use serde::{Deserialize, Serialize};

#[derive(
    Debug, Clone, Copy, PartialEq, Eq, Hash, Serialize, Deserialize, diesel_derive_enum::DbEnum,
)]
#[ExistingTypePath = "crate::schema::sql_types::CurrencyCode"]
pub enum Currency {
    #[db_rename = "PLN"]
    #[serde(rename = "PLN")]
    Pln,
    #[db_rename = "USD"]
    #[serde(rename = "USD")]
    Usd,
    #[db_rename = "EUR"]
    #[serde(rename = "EUR")]
    Eur,
}

impl Currency {
    pub fn as_str(&self) -> &'static str {
        match self {
            Currency::Pln => "PLN",
            Currency::Usd => "USD",
            Currency::Eur => "EUR",
        }
    }
}

#[derive(
    Debug, Clone, Copy, PartialEq, Eq, Hash, Serialize, Deserialize, diesel_derive_enum::DbEnum,
)]
#[ExistingTypePath = "crate::schema::sql_types::InstrumentType"]
#[serde(rename_all = "SCREAMING_SNAKE_CASE")]
pub enum InstrumentType {
    #[db_rename = "EQUITY"]
    Equity,
    #[db_rename = "FUND"]
    Fund,
    #[db_rename = "BOND"]
    Bond,
    #[db_rename = "CURRENCY_PAIR"]
    CurrencyPair,
    #[db_rename = "CRYPTO_ASSET"]
    CryptoAsset,
    #[db_rename = "INDEX"]
    Index,
    #[db_rename = "REIT"]
    Reit,
    #[db_rename = "COMMODITY"]
    Commodity,
    #[db_rename = "MACRO"]
    Macro,
}

#[derive(
    Debug, Clone, Copy, PartialEq, Eq, Hash, Serialize, Deserialize, diesel_derive_enum::DbEnum,
)]
#[ExistingTypePath = "crate::schema::sql_types::InstrumentStatus"]
#[serde(rename_all = "SCREAMING_SNAKE_CASE")]
pub enum InstrumentStatus {
    #[db_rename = "ACTIVE"]
    Active,
    #[db_rename = "INACTIVE"]
    Inactive,
}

> [Problem requirements]: Your answer should be one number: how many lines of the listing include the word "InstrumentType".

> [Solution for this exercise]: 2